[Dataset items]
▼

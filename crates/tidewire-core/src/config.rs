//! Server configuration.

use std::time::Duration;

use serde::{Deserialize, Serialize};

use crate::errors::ConfigError;
use crate::packet::DEFAULT_MAX_PAYLOAD_LEN;

/// How frames are carried by the transport.
#[derive(Clone, Copy, Debug, Default, PartialEq, Eq, Serialize, Deserialize)]
#[serde(rename_all = "snake_case")]
pub enum FrameMode {
    /// One binary WebSocket message per frame.
    #[default]
    Websocket,
    /// Frames back to back on a raw TCP byte stream.
    Stream,
}

impl std::fmt::Display for FrameMode {
    fn fmt(&self, f: &mut std::fmt::Formatter<'_>) -> std::fmt::Result {
        match self {
            Self::Websocket => write!(f, "websocket"),
            Self::Stream => write!(f, "stream"),
        }
    }
}

impl std::str::FromStr for FrameMode {
    type Err = ConfigError;

    fn from_str(s: &str) -> Result<Self, Self::Err> {
        match s.to_ascii_lowercase().as_str() {
            "websocket" | "ws" => Ok(Self::Websocket),
            "stream" | "tcp" => Ok(Self::Stream),
            other => Err(ConfigError::InvalidValue(format!(
                "unknown frame mode '{other}'"
            ))),
        }
    }
}

/// Configuration for a tidewire server.
#[derive(Clone, Debug, Serialize, Deserialize)]
#[serde(default)]
pub struct ServerConfig {
    /// Host to bind (default `"127.0.0.1"`).
    pub host: String,
    /// Port to bind (default `0` for auto-assign).
    pub port: u16,
    /// HTTP path of the WebSocket upgrade endpoint.
    pub ws_path: String,
    /// Transport framing mode.
    pub frame_mode: FrameMode,
    /// Maximum concurrently registered connections.
    pub max_connections: usize,
    /// Capacity of each connection's outbound frame queue.
    pub max_outbound_queue_len: usize,
    /// Number of dispatch workers; `0` spawns one task per message.
    pub worker_pool_size: usize,
    /// Capacity of each worker's task queue.
    pub max_worker_task_len: usize,
    /// Seconds without inbound traffic before a connection is considered dead.
    pub heartbeat_timeout_secs: u64,
    /// Seconds between liveness sweeps over all connections.
    pub heartbeat_check_interval_secs: u64,
    /// Largest payload accepted or produced by the codec, in bytes.
    pub max_payload_len: usize,
    /// Upper bound on a single handler invocation; `0` disables the bound.
    pub handler_timeout_secs: u64,
    /// Default log filter when `RUST_LOG` is unset.
    pub log_level: String,
}

impl Default for ServerConfig {
    fn default() -> Self {
        Self {
            host: "127.0.0.1".into(),
            port: 0,
            ws_path: "/ws".into(),
            frame_mode: FrameMode::Websocket,
            max_connections: 1024,
            max_outbound_queue_len: 1024,
            worker_pool_size: 0,
            max_worker_task_len: 1024,
            heartbeat_timeout_secs: 30,
            heartbeat_check_interval_secs: 5,
            max_payload_len: DEFAULT_MAX_PAYLOAD_LEN,
            handler_timeout_secs: 60,
            log_level: "info".into(),
        }
    }
}

impl ServerConfig {
    /// Liveness window as a [`Duration`].
    pub fn heartbeat_timeout(&self) -> Duration {
        Duration::from_secs(self.heartbeat_timeout_secs)
    }

    /// Liveness sweep interval as a [`Duration`].
    pub fn heartbeat_check_interval(&self) -> Duration {
        Duration::from_secs(self.heartbeat_check_interval_secs)
    }

    /// Handler bound, if enabled.
    pub fn handler_timeout(&self) -> Option<Duration> {
        (self.handler_timeout_secs > 0).then(|| Duration::from_secs(self.handler_timeout_secs))
    }

    /// `host:port` string for binding.
    pub fn bind_addr(&self) -> String {
        format!("{}:{}", self.host, self.port)
    }

    /// Reject values the server cannot run with.
    pub fn validate(&self) -> Result<(), ConfigError> {
        if self.max_outbound_queue_len == 0 {
            return Err(ConfigError::InvalidValue(
                "max_outbound_queue_len must be at least 1".into(),
            ));
        }
        if self.worker_pool_size > 0 && self.max_worker_task_len == 0 {
            return Err(ConfigError::InvalidValue(
                "max_worker_task_len must be at least 1 when worker_pool_size > 0".into(),
            ));
        }
        if self.max_connections == 0 {
            return Err(ConfigError::InvalidValue(
                "max_connections must be at least 1".into(),
            ));
        }
        if self.max_payload_len > u32::MAX as usize {
            return Err(ConfigError::InvalidValue(format!(
                "max_payload_len {} does not fit the 32-bit length field",
                self.max_payload_len
            )));
        }
        if self.heartbeat_timeout_secs == 0 {
            return Err(ConfigError::InvalidValue(
                "heartbeat_timeout_secs must be at least 1".into(),
            ));
        }
        if self.heartbeat_check_interval_secs == 0 {
            return Err(ConfigError::InvalidValue(
                "heartbeat_check_interval_secs must be at least 1".into(),
            ));
        }
        if !self.ws_path.starts_with('/') {
            return Err(ConfigError::InvalidValue(format!(
                "ws_path '{}' must start with '/'",
                self.ws_path
            )));
        }
        Ok(())
    }
}
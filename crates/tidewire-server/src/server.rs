//! `Server`: accepts sessions and wires them into the connection engine.
//!
//! In WebSocket mode an Axum router serves the upgrade endpoint alongside
//! `/health` and `/metrics`. In stream mode a plain TCP accept loop takes
//! its place.

use std::net::SocketAddr;
use std::sync::atomic::{AtomicU64, Ordering};
use std::sync::{Arc, OnceLock};
use std::time::{Duration, Instant};

use axum::extract::ws::WebSocketUpgrade;
use axum::extract::{ConnectInfo, State};
use axum::http::StatusCode;
use axum::response::{IntoResponse, Json, Response};
use axum::routing::get;
use chrono::{DateTime, Utc};
use metrics::counter;
use metrics_exporter_prometheus::PrometheusHandle;
use parking_lot::Mutex;
use tidewire_core::{FrameMode, MsgId, PacketCodec, ServerConfig};
use tokio::net::TcpListener;
use tokio::task::JoinHandle;
use tokio_util::sync::CancellationToken;
use tower_http::trace::TraceLayer;
use tracing::{debug, error, info, warn};

use crate::connection::{ConnId, Connection, ConnectionContext};
use crate::dispatcher::{DispatchOptions, Dispatcher};
use crate::errors::{RegistryError, ServerError};
use crate::health::{self, HealthInputs, HealthResponse};
use crate::heartbeat::run_liveness_monitor;
use crate::hooks::ServerHooks;
use crate::metrics::CONNECTIONS_REJECTED_TOTAL;
use crate::registry::{ConnectionRegistry, ConnectionTracker};
use crate::router::Router;
use crate::shutdown::ShutdownCoordinator;
use crate::transport::{Transport, stream_transport, websocket_transport};

/// Pause after a failed TCP accept before trying again.
const ACCEPT_BACKOFF: Duration = Duration::from_millis(100);

/// A tidewire server.
pub struct Server {
    config: ServerConfig,
    codec: Arc<PacketCodec>,
    dispatcher: Arc<Dispatcher>,
    registry: Arc<ConnectionRegistry>,
    coordinator: ShutdownCoordinator,
    conn_ctx: ConnectionContext,
    next_conn_id: AtomicU64,
    start_time: Instant,
    started_at: DateTime<Utc>,
    metrics: OnceLock<PrometheusHandle>,
    /// Listener and liveness monitor, awaited by [`drain`](Self::drain).
    tasks: Mutex<Vec<JoinHandle<()>>>,
}

impl Server {
    /// Validate `config` and assemble the server. Nothing listens until
    /// [`listen`](Self::listen). With a worker pool configured this must run
    /// inside a Tokio runtime.
    pub fn new(config: ServerConfig, router: Router, hooks: ServerHooks) -> Result<Arc<Self>, ServerError> {
        config.validate()?;

        let codec = Arc::new(PacketCodec::new(config.max_payload_len));
        let dispatcher = Dispatcher::new(router, DispatchOptions::from(&config));
        let registry = Arc::new(ConnectionRegistry::with_codec(Arc::clone(&codec)));
        let coordinator = ShutdownCoordinator::new();
        let conn_ctx = ConnectionContext {
            codec: Arc::clone(&codec),
            dispatcher: Arc::clone(&dispatcher),
            tracker: Arc::clone(&registry) as Arc<dyn ConnectionTracker>,
            hooks: Arc::new(hooks),
            max_outbound_queue_len: config.max_outbound_queue_len,
            heartbeat_timeout: config.heartbeat_timeout(),
            shutdown: coordinator.token(),
        };

        Ok(Arc::new(Self {
            config,
            codec,
            dispatcher,
            registry,
            coordinator,
            conn_ctx,
            next_conn_id: AtomicU64::new(1),
            start_time: Instant::now(),
            started_at: Utc::now(),
            metrics: OnceLock::new(),
            tasks: Mutex::new(Vec::new()),
        }))
    }

    /// Serve `/metrics` from `handle`. Only the first call takes effect.
    pub fn set_metrics_handle(&self, handle: PrometheusHandle) -> bool {
        self.metrics.set(handle).is_ok()
    }

    /// The configuration the server was built with.
    pub fn config(&self) -> &ServerConfig {
        &self.config
    }

    /// Frame codec shared by all connections.
    pub fn codec(&self) -> &Arc<PacketCodec> {
        &self.codec
    }

    /// Live connections.
    pub fn registry(&self) -> &Arc<ConnectionRegistry> {
        &self.registry
    }

    /// Request dispatcher.
    pub fn dispatcher(&self) -> &Arc<Dispatcher> {
        &self.dispatcher
    }

    /// Look up a live connection.
    pub fn connection(&self, id: ConnId) -> Result<Arc<Connection>, RegistryError> {
        self.registry.get(id)
    }

    /// Queue a message on every live connection. See
    /// [`ConnectionRegistry::broadcast`].
    pub fn broadcast(&self, msg_id: MsgId, data: &[u8]) -> usize {
        self.registry.broadcast(msg_id, data)
    }

    /// Whether [`shutdown`](Self::shutdown) has been called.
    pub fn is_shutting_down(&self) -> bool {
        self.coordinator.is_shutting_down()
    }

    /// Token cancelled on shutdown.
    pub fn shutdown_token(&self) -> CancellationToken {
        self.coordinator.token()
    }

    /// Current `/health` body.
    pub fn health(&self) -> HealthResponse {
        health::health_check(HealthInputs {
            start_time: self.start_time,
            started_at: self.started_at,
            connections: self.registry.len(),
            workers: self.dispatcher.pool_size(),
            frame_mode: self.config.frame_mode,
            shutting_down: self.is_shutting_down(),
        })
    }

    /// Turn an accepted transport into a running, registered connection.
    pub fn accept(&self, transport: Transport) -> Result<Arc<Connection>, ServerError> {
        if self.is_shutting_down() {
            return Err(ServerError::ShuttingDown);
        }

        let id = self.next_conn_id.fetch_add(1, Ordering::Relaxed);
        let conn = Connection::new(id, transport, &self.conn_ctx);
        if self
            .registry
            .try_add(Arc::clone(&conn), self.config.max_connections)
            .is_err()
        {
            counter!(CONNECTIONS_REJECTED_TOTAL).increment(1);
            conn.stop();
            return Err(ServerError::TooManyConnections(self.config.max_connections));
        }

        conn.start();
        info!(conn_id = id, remote_addr = %conn.remote_addr(), "connection accepted");
        Ok(conn)
    }

    /// HTTP routes: the WebSocket endpoint, `/health` and `/metrics`.
    ///
    /// The upgrade handler reads the peer address from `ConnectInfo`, so
    /// serve it with `into_make_service_with_connect_info::<SocketAddr>()`.
    pub fn router(self: &Arc<Self>) -> axum::Router {
        axum::Router::new()
            .route(&self.config.ws_path, get(ws_handler))
            .route("/health", get(health_handler))
            .route("/metrics", get(metrics_handler))
            .layer(TraceLayer::new_for_http())
            .with_state(Arc::clone(self))
    }

    /// Bind and start serving in the background, along with the liveness
    /// monitor. Returns the bound address; [`drain`](Self::drain) waits for
    /// both tasks.
    pub async fn listen(self: &Arc<Self>) -> Result<SocketAddr, ServerError> {
        let addr = self.config.bind_addr();
        let listener = TcpListener::bind(&addr)
            .await
            .map_err(|source| ServerError::Bind {
                addr: addr.clone(),
                source,
            })?;
        let local_addr = listener.local_addr()?;
        let token = self.coordinator.token();

        let monitor = tokio::spawn({
            let registry = Arc::clone(&self.registry);
            let interval = self.config.heartbeat_check_interval();
            let cancel = self.coordinator.child_token();
            async move {
                let _ = run_liveness_monitor(registry, interval, cancel).await;
            }
        });

        let serving = match self.config.frame_mode {
            FrameMode::Websocket => {
                let app = self
                    .router()
                    .into_make_service_with_connect_info::<SocketAddr>();
                tokio::spawn(async move {
                    let serve = axum::serve(listener, app)
                        .with_graceful_shutdown(async move { token.cancelled().await });
                    if let Err(e) = serve.await {
                        error!(error = %e, "http server failed");
                    }
                })
            }
            FrameMode::Stream => tokio::spawn(Arc::clone(self).accept_loop(listener, token)),
        };

        info!(
            %local_addr,
            frame_mode = %self.config.frame_mode,
            workers = self.dispatcher.pool_size(),
            "tidewire server listening"
        );
        self.tasks.lock().extend([monitor, serving]);
        Ok(local_addr)
    }

    /// Stop accepting, stop every connection and close the worker pool.
    pub fn shutdown(&self) {
        self.coordinator.shutdown();
        let stopped = self.registry.clear_all();
        self.dispatcher.shutdown();
        info!(stopped, "server shut down");
    }

    /// [`shutdown`](Self::shutdown), then wait up to `timeout` (30 s when
    /// `None`) for the listener and liveness monitor to exit. Returns
    /// `false` if either was still running at the deadline.
    pub async fn drain(&self, timeout: Option<Duration>) -> bool {
        self.shutdown();
        let tasks = std::mem::take(&mut *self.tasks.lock());
        self.coordinator.drain(tasks, timeout).await
    }

    async fn accept_loop(self: Arc<Self>, listener: TcpListener, token: CancellationToken) {
        loop {
            let accepted = tokio::select! {
                biased;
                () = token.cancelled() => break,
                accepted = listener.accept() => accepted,
            };
            match accepted {
                Ok((stream, remote_addr)) => {
                    if let Err(e) = stream.set_nodelay(true) {
                        debug!(%remote_addr, error = %e, "failed to set TCP_NODELAY");
                    }
                    let (reader, writer) = stream.into_split();
                    let transport = stream_transport(reader, writer, &self.codec, remote_addr);
                    if let Err(e) = self.accept(transport) {
                        warn!(%remote_addr, error = %e, "rejected connection");
                    }
                }
                Err(e) => {
                    error!(error = %e, "accept failed");
                    tokio::time::sleep(ACCEPT_BACKOFF).await;
                }
            }
        }
        debug!("accept loop stopped");
    }
}

impl std::fmt::Debug for Server {
    fn fmt(&self, f: &mut std::fmt::Formatter<'_>) -> std::fmt::Result {
        f.debug_struct("Server")
            .field("frame_mode", &self.config.frame_mode)
            .field("connections", &self.registry.len())
            .finish_non_exhaustive()
    }
}

/// GET {ws_path}
async fn ws_handler(
    State(server): State<Arc<Server>>,
    ConnectInfo(remote_addr): ConnectInfo<SocketAddr>,
    ws: WebSocketUpgrade,
) -> Response {
    if server.is_shutting_down() {
        return (StatusCode::SERVICE_UNAVAILABLE, "server is shutting down").into_response();
    }
    if server.registry.len() >= server.config.max_connections {
        counter!(CONNECTIONS_REJECTED_TOTAL).increment(1);
        warn!(%remote_addr, "connection limit reached, refusing upgrade");
        return (StatusCode::SERVICE_UNAVAILABLE, "connection limit reached").into_response();
    }

    ws.max_message_size(server.codec.max_frame_len())
        .on_upgrade(move |socket| async move {
            if let Err(e) = server.accept(websocket_transport(socket, remote_addr)) {
                warn!(%remote_addr, error = %e, "rejected session after upgrade");
            }
        })
}

/// GET /health
async fn health_handler(State(server): State<Arc<Server>>) -> Json<HealthResponse> {
    Json(server.health())
}

/// GET /metrics
async fn metrics_handler(State(server): State<Arc<Server>>) -> Response {
    match server.metrics.get() {
        Some(handle) => crate::metrics::render(handle).into_response(),
        None => (StatusCode::NOT_FOUND, "metrics recorder not installed").into_response(),
    }
}
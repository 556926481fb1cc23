//! Msg id → handler table.

use std::collections::HashMap;
use std::future::Future;
use std::sync::Arc;

use async_trait::async_trait;
use tidewire_core::MsgId;
use tracing::warn;

use crate::request::Request;

/// Handles one kind of message.
#[async_trait]
pub trait MsgHandler: Send + Sync + 'static {
    /// Process a request. Replies go through `request.conn()`.
    async fn handle(&self, request: Request);
}

/// A [`MsgHandler`] built from an async closure. See [`handler_fn`].
#[derive(Clone)]
pub struct HandlerFn<F> {
    f: F,
}

/// Wrap `f` as a [`MsgHandler`].
pub fn handler_fn<F, Fut>(f: F) -> HandlerFn<F>
where
    F: Fn(Request) -> Fut + Send + Sync + 'static,
    Fut: Future<Output = ()> + Send + 'static,
{
    HandlerFn { f }
}

#[async_trait]
impl<F, Fut> MsgHandler for HandlerFn<F>
where
    F: Fn(Request) -> Fut + Send + Sync + 'static,
    Fut: Future<Output = ()> + Send + 'static,
{
    async fn handle(&self, request: Request) {
        (self.f)(request).await;
    }
}

/// Maps msg ids to handlers. Built before the server starts and read-only
/// afterwards.
#[derive(Clone, Default)]
pub struct Router {
    handlers: HashMap<MsgId, Arc<dyn MsgHandler>>,
}

impl Router {
    /// An empty router.
    pub fn new() -> Self {
        Self::default()
    }

    /// Register `handler` for `msg_id`, replacing any earlier registration.
    pub fn add_route(&mut self, msg_id: MsgId, handler: impl MsgHandler) -> &mut Self {
        if self.handlers.insert(msg_id, Arc::new(handler)).is_some() {
            warn!(msg_id, "replacing existing handler");
        }
        self
    }

    /// Handler for `msg_id`.
    pub fn handler(&self, msg_id: MsgId) -> Option<Arc<dyn MsgHandler>> {
        self.handlers.get(&msg_id).cloned()
    }

    /// Whether `msg_id` has a handler.
    pub fn has_route(&self, msg_id: MsgId) -> bool {
        self.handlers.contains_key(&msg_id)
    }

    /// Registered ids, ascending.
    pub fn msg_ids(&self) -> Vec<MsgId> {
        let mut ids: Vec<MsgId> = self.handlers.keys().copied().collect();
        ids.sort_unstable();
        ids
    }

    /// Number of routes.
    pub fn len(&self) -> usize {
        self.handlers.len()
    }

    /// Whether no routes are registered.
    pub fn is_empty(&self) -> bool {
        self.handlers.is_empty()
    }
}

impl std::fmt::Debug for Router {
    fn fmt(&self, f: &mut std::fmt::Formatter<'_>) -> std::fmt::Result {
        f.debug_struct("Router")
            .field("msg_ids", &self.msg_ids())
            .finish()
    }
}
//! Raw byte-stream adapter: frames back to back, split by the codec's
//! length prefix.

use std::net::SocketAddr;

use async_trait::async_trait;
use bytes::Bytes;
use futures::StreamExt;
use tidewire_core::PacketCodec;
use tokio::io::{AsyncRead, AsyncWrite, AsyncWriteExt};
use tokio_util::codec::{FramedRead, LengthDelimitedCodec};

use super::{FrameReader, FrameWriter, Transport};
use crate::errors::TransportError;

/// Wrap the halves of a byte stream (typically a split `TcpStream`) as a
/// [`Transport`].
pub fn stream_transport<R, W>(
    reader: R,
    writer: W,
    codec: &PacketCodec,
    remote_addr: SocketAddr,
) -> Transport
where
    R: AsyncRead + Unpin + Send + 'static,
    W: AsyncWrite + Unpin + Send + 'static,
{
    Transport::new(
        StreamReader {
            frames: FramedRead::new(reader, codec.stream_framer()),
        },
        StreamWriter { io: writer },
        remote_addr,
    )
}

struct StreamReader<R> {
    frames: FramedRead<R, LengthDelimitedCodec>,
}

#[async_trait]
impl<R> FrameReader for StreamReader<R>
where
    R: AsyncRead + Unpin + Send,
{
    async fn read_frame(&mut self) -> Result<Option<Bytes>, TransportError> {
        match self.frames.next().await {
            Some(Ok(frame)) => Ok(Some(frame.freeze())),
            Some(Err(e)) => Err(e.into()),
            None => Ok(None),
        }
    }
}

struct StreamWriter<W> {
    io: W,
}

#[async_trait]
impl<W> FrameWriter for StreamWriter<W>
where
    W: AsyncWrite + Unpin + Send,
{
    async fn write_frame(&mut self, frame: Bytes) -> Result<(), TransportError> {
        self.io.write_all(&frame).await?;
        self.io.flush().await?;
        Ok(())
    }

    async fn close(&mut self) -> Result<(), TransportError> {
        self.io.shutdown().await?;
        Ok(())
    }
}
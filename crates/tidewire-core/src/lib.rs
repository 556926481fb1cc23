//! # tidewire-core
//!
//! Protocol building blocks shared by the tidewire server and its clients.
//!
//! - [`packet`]: length-prefixed wire framing for a single message
//! - [`message`]: the decoded message type
//! - [`config`] / [`loader`]: server configuration, JSON file + env overrides
//! - [`errors`]: codec and configuration error types
//! - [`logging`]: `tracing` subscriber initialisation

#![deny(unsafe_code)]

pub mod config;
pub mod errors;
pub mod loader;
pub mod logging;
pub mod message;
pub mod packet;

pub use config::{FrameMode, ServerConfig};
pub use errors::{ConfigError, PacketError};
pub use message::{Message, MsgId};
pub use packet::{HEADER_LEN, PacketCodec};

▲

Search the data and copy each line containing "DispatchOptions".

use crate::dispatcher::{DispatchOptions, Dispatcher};
        let dispatcher = Dispatcher::new(router, DispatchOptions::from(&config));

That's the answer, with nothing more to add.